Start of DATASET

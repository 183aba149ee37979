mod imports;

mod error_body;
mod login_form;
mod percentage_range;
mod registration_form;
mod student;

pub use error_body::{Detail, DetailItem, ErrorBody};
pub use login_form::{LoginForm, LoginResponse};
pub use percentage_range::PercentageRange;
pub use registration_form::RegistrationForm;
pub use student::{AdminRef, Student, StudentId, StudentPayload};
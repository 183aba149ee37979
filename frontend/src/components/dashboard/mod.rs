mod dashboard;
mod logout;
mod students_table;

pub use dashboard::Dashboard;
pub use logout::Logout;
pub use students_table::StudentsTable;
use interfacing::RegistrationForm;
use secrecy::SecretString;

use super::{Outcome, ValidationError};
use crate::dialog::Notice;
use crate::router::Route;
use crate::services::Services;

pub const MIN_PASSWORD_LEN: usize = 6;
pub const REGISTRATION_FAILED: &str = "Registration failed! Try again.";

#[derive(Clone, Debug, Default, PartialEq)]
pub struct RegisterForm {
    pub username: String,
    pub email: String,
    pub password: String,
    pub confirm_password: String,
    pub show_password: bool,
    pub show_confirm_password: bool,
}

#[derive(Clone, Debug, PartialEq)]
pub enum RegisterField {
    Username(String),
    Email(String),
    Password(String),
    ConfirmPassword(String),
}

/// Live feedback under the password inputs.
#[derive(Clone, Copy, Debug, PartialEq, Eq)]
pub struct Hint {
    pub ok: bool,
    pub text: &'static str,
}

impl RegisterForm {
    pub fn apply(&mut self, field: RegisterField) {
        match field {
            RegisterField::Username(username) => self.username = username,
            RegisterField::Email(email) => self.email = email,
            RegisterField::Password(password) => self.password = password,
            RegisterField::ConfirmPassword(password) => self.confirm_password = password,
        }
    }

    pub fn toggle_password(&mut self) {
        self.show_password = !self.show_password;
    }

    pub fn toggle_confirm_password(&mut self) {
        self.show_confirm_password = !self.show_confirm_password;
    }

    fn long_enough(&self) -> bool {
        self.password.chars().count() >= MIN_PASSWORD_LEN
    }

    pub fn password_hint(&self) -> Option<Hint> {
        if self.password.is_empty() {
            return None;
        }

        Some(if self.long_enough() {
            Hint {
                ok: true,
                text: "✓ Password is strong enough",
            }
        } else {
            Hint {
                ok: false,
                text: "✗ Password must be at least 6 characters",
            }
        })
    }

    pub fn match_hint(&self) -> Option<Hint> {
        if self.confirm_password.is_empty() {
            return None;
        }

        Some(if self.password == self.confirm_password {
            Hint {
                ok: true,
                text: "✓ Passwords match",
            }
        } else {
            Hint {
                ok: false,
                text: "✗ Passwords do not match",
            }
        })
    }

    /// Body of the registration request; the confirmation is checked, never sent.
    pub fn validate(&self) -> Result<RegistrationForm, ValidationError> {
        if self.password != self.confirm_password {
            return Err(ValidationError::PasswordMismatch);
        }

        if !self.long_enough() {
            return Err(ValidationError::PasswordTooShort(MIN_PASSWORD_LEN));
        }

        Ok(RegistrationForm {
            username: self.username.clone(),
            email: self.email.clone(),
            password: SecretString::new(self.password.clone()),
        })
    }
}

/// Registers a new admin, landing on the login view once the admin acknowledges it.
pub async fn submit(services: &Services, form: &RegisterForm) -> Outcome<Route> {
    let registration = match form.validate() {
        Ok(registration) => registration,
        Err(e) => {
            services
                .dialogs
                .notify(Notice::warning("Registration", e.to_string()))
                .await;
            return Outcome::Aborted;
        }
    };

    log::info!("registering admin {}", registration.username);

    match services.api.register(&registration).await {
        Ok(()) => {
            services
                .dialogs
                .notify(Notice::success("Success!", "Registration successful!"))
                .await;
            Outcome::Done(Route::Login)
        }
        Err(e) => {
            let message = e.user_message(REGISTRATION_FAILED);
            log::warn!("registration failed: {}", e);
            services
                .dialogs
                .notify(Notice::error("Registration Failed", message.clone()))
                .await;
            Outcome::Failed(message)
        }
    }
}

End of DATASET

Exact reproduction of the lines from the top of the material through the line where "#[derive(Clone, Copy, Debug, PartialEq, Eq)]" appears is required, both boundary lines included, with no other output.

repository 183aba149ee37979
mod imports;

mod error_body;
mod login_form;
mod percentage_range;
mod registration_form;
mod student;

pub use error_body::{Detail, DetailItem, ErrorBody};
pub use login_form::{LoginForm, LoginResponse};
pub use percentage_range::PercentageRange;
pub use registration_form::RegistrationForm;
pub use student::{AdminRef, Student, StudentId, StudentPayload};
repository 183aba149ee37979
filename frontend/src/components/dashboard/mod.rs
mod dashboard;
mod logout;
mod students_table;

pub use dashboard::Dashboard;
pub use logout::Logout;
pub use students_table::StudentsTable;
use interfacing::RegistrationForm;
use secrecy::SecretString;

use super::{Outcome, ValidationError};
use crate::dialog::Notice;
use crate::router::Route;
use crate::services::Services;

pub const MIN_PASSWORD_LEN: usize = 6;
pub const REGISTRATION_FAILED: &str = "Registration failed! Try again.";

#[derive(Clone, Debug, Default, PartialEq)]
pub struct RegisterForm {
    pub username: String,
    pub email: String,
    pub password: String,
    pub confirm_password: String,
    pub show_password: bool,
    pub show_confirm_password: bool,
}

#[derive(Clone, Debug, PartialEq)]
pub enum RegisterField {
    Username(String),
    Email(String),
    Password(String),
    ConfirmPassword(String),
}

/// Live feedback under the password inputs.
#[derive(Clone, Copy, Debug, PartialEq, Eq)]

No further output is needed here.